Debía calmarse, si iba a terminar con él, eso poco importaría luego. "¡Mi padre!" recapacitó. Pobrecito, él si no tenía forma de zafarse del problema. A menos que fuese con el divorcio. De alguna u otra forma, Penélope se resignó, tanto la relación de sus padres como la que aún mantenía (a duras penas) con Pedro Miguel, no tenían futuro.

—Linda, hoy es el día que te quitan las vendas. Debíamos estar aquí, contigo, apoyándote —dijo con tono condescendiente su madre.

"Debíamos. ¡Ja! Si deberías ser tu solita mamá o este mamarracho solo, o mi papá, o todos juntos; pero no, tenían que ser los dos". Había un "nosotros" implícito. "¿Podrían ser menos evidentes? Disimulen un poco", pensó Penélope.

—Las dos personas más importantes de tu vida, mi Pepita, yo y tu mami —remató Pedro Miguel.
El burro por delante.
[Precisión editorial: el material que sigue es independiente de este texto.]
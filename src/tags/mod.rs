//! Immutable tag maps and their canonical byte-signature encoding.
//!
//! A [`TagMap`] is never mutated in place: [`TagMap::new`] copies a parent map and applies a
//! list of [`TagMutator`]s, producing a new, independent map. This mirrors how the ambient
//! call-context in [`crate::context`] is threaded through a call tree — children can extend or
//! shadow their parent's tags without being able to affect it.

pub mod context;

use crate::MetricsError;
use integer_encoding::VarInt;
use std::collections::BTreeMap;
use std::sync::Arc;

/// Maximum number of bytes allowed in a [`Key`] name.
pub const MAX_KEY_LENGTH: usize = 255;

/// A named, validated string identifier used to tag measurements.
///
/// Keys are cheap to clone (backed by `Arc<str>`) and compare/hash/order by their name.
#[derive(Clone, Debug, Eq, PartialEq, Ord, PartialOrd, Hash)]
pub struct Key(Arc<str>);

impl Key {
    /// Creates a new key, validating that `name` is non-empty, no longer than
    /// [`MAX_KEY_LENGTH`] bytes, and restricted to printable ASCII.
    ///
    /// # Errors
    /// Returns [`MetricsError::InvalidArgument`] if validation fails.
    pub fn new(name: impl Into<String>) -> Result<Self, MetricsError> {
        let name = name.into();
        validate_key_name(&name)?;
        Ok(Self(Arc::from(name)))
    }

    /// Returns the key's name.
    #[must_use]
    pub fn name(&self) -> &str {
        &self.0
    }
}

impl std::fmt::Display for Key {
    fn fmt(&self, f: &mut std::fmt::Formatter<'_>) -> std::fmt::Result {
        f.write_str(&self.0)
    }
}

fn validate_key_name(name: &str) -> Result<(), MetricsError> {
    if name.is_empty() {
        return Err(MetricsError::InvalidArgument("key name must not be empty".into()));
    }
    if name.len() > MAX_KEY_LENGTH {
        return Err(MetricsError::InvalidArgument(format!(
            "key name {name:?} exceeds {MAX_KEY_LENGTH} bytes"
        )));
    }
    if !name.bytes().all(|b| (0x20..=0x7e).contains(&b)) {
        return Err(MetricsError::InvalidArgument(format!(
            "key name {name:?} must be printable ASCII"
        )));
    }
    Ok(())
}

/// A `(key, value)` pair applied by a [`TagMutator`].
#[derive(Clone, Debug, Eq, PartialEq)]
pub struct Tag {
    /// The tag's key.
    pub key: Key,
    /// The tag's value. Not constrained beyond UTF-8; backends may advise a length limit.
    pub value: Arc<str>,
}

impl Tag {
    /// Creates a new tag.
    pub fn new(key: Key, value: impl Into<Arc<str>>) -> Self {
        Self { key, value: value.into() }
    }
}

/// An operation applied by [`TagMap::new`] when building a derived map.
#[derive(Clone, Debug)]
pub enum TagMutator {
    /// Adds the tag only if its key is absent from the parent map.
    Insert(Tag),
    /// Sets the tag's value only if its key is already present in the parent map.
    Update(Tag),
    /// Adds or replaces the tag unconditionally.
    Upsert(Tag),
    /// Removes the key, if present.
    Delete(Key),
}

/// An immutable, unordered mapping from [`Key`] to string value.
///
/// Backed by a `BTreeMap` so that structural equality does not depend on insertion order.
/// Cloning a `TagMap` is cheap: keys and values are both reference-counted.
#[derive(Clone, Debug, Default, Eq, PartialEq)]
pub struct TagMap {
    entries: BTreeMap<Key, Arc<str>>,
}

impl TagMap {
    /// Returns a new, empty tag map.
    #[must_use]
    pub fn empty() -> Self {
        Self::default()
    }

    /// Builds a new map by cloning `parent` and applying `mutators` in order.
    ///
    /// # Errors
    /// This never fails today (mutators carry already-validated [`Key`]s), but returns
    /// `Result` so that future mutator variants can validate without a breaking change.
    pub fn new(
        parent: &TagMap,
        mutators: impl IntoIterator<Item = TagMutator>,
    ) -> Result<Self, MetricsError> {
        let mut entries = parent.entries.clone();
        for mutator in mutators {
            match mutator {
                TagMutator::Insert(tag) => {
                    entries.entry(tag.key).or_insert(tag.value);
                }
                TagMutator::Update(tag) => {
                    if let Some(slot) = entries.get_mut(&tag.key) {
                        *slot = tag.value;
                    }
                }
                TagMutator::Upsert(tag) => {
                    entries.insert(tag.key, tag.value);
                }
                TagMutator::Delete(key) => {
                    entries.remove(&key);
                }
            }
        }
        Ok(Self { entries })
    }

    /// Returns the value bound to `key`, if present.
    #[must_use]
    pub fn value(&self, key: &Key) -> Option<&str> {
        self.entries.get(key).map(AsRef::as_ref)
    }

    /// Returns `true` if the map has no entries.
    #[must_use]
    pub fn is_empty(&self) -> bool {
        self.entries.is_empty()
    }

    /// Iterates over the map's tags. Order follows `Key`'s `Ord` impl (lexicographic by name),
    /// not insertion order — the map does not track insertion order.
    pub fn iter(&self) -> impl Iterator<Item = (&Key, &str)> {
        self.entries.iter().map(|(k, v)| (k, v.as_ref()))
    }

    /// Produces the canonical tag-signature for this map restricted to `keys`.
    ///
    /// For each key in `keys`, in order, appends `uvarint(len(value))` followed by the value's
    /// bytes; a key absent from the map contributes a zero length and no bytes. Two tag maps
    /// with identical values under the same key list always produce identical signatures,
    /// regardless of how each map was built up.
    #[must_use]
    pub fn encode(&self, keys: &[Key]) -> Vec<u8> {
        let mut out = Vec::new();
        for key in keys {
            let value = self.value(key).unwrap_or("");
            let mut len_buf = [0u8; 10];
            let len_written = value.len().encode_var(&mut len_buf);
            out.extend_from_slice(&len_buf[..len_written]);
            out.extend_from_slice(value.as_bytes());
        }
        out
    }

    /// Reconstructs a tag map from a signature produced by [`TagMap::encode`] with the same
    /// `keys` (in the same order).
    ///
    /// # Panics
    /// Panics if `bytes` is not a well-formed encoding of `keys.len()` entries. Callers should
    /// only ever decode signatures the collector itself produced via `encode`.
    #[must_use]
    #[allow(clippy::expect_used)]
    pub fn decode(bytes: &[u8], keys: &[Key]) -> Self {
        let mut entries = BTreeMap::new();
        let mut rest = bytes;
        for key in keys {
            let (len, consumed) =
                usize::decode_var(rest).expect("malformed tag signature: missing length prefix");
            rest = &rest[consumed..];
            let value_bytes = &rest[..len];
            rest = &rest[len..];
            if len > 0 {
                let value = std::str::from_utf8(value_bytes)
                    .expect("malformed tag signature: non-UTF-8 value");
                entries.insert(key.clone(), Arc::from(value));
            }
        }
        Self { entries }
    }
}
Ni hablar sabía ese enano del demonio. Penélope tomó aire, contó hasta diez, hasta veinte, treinta. Calma, calma, ofuscándose no ganaría nada, mucho menos corrigiéndolo.

—¡Hola hijita! —saludó su papá, al entrar de improviso.

De inmediato se quedó callado y estático, era indudable la incomodidad de encontrar a su esposa y cuasi yerno juntos en la misma habitación y agarrados de la mano. Pénelope no se fijó de ello al inicio. ¡Tenían los dedos entrelazados! Se soltaron luego que ingresó al cuarto su padre. ¡Qué descaro! Lo dicho: simulen un poco, qué les costaba. Aflojaron el apretón, pero, ¿Ya para qué? Todos se habían dado cuenta.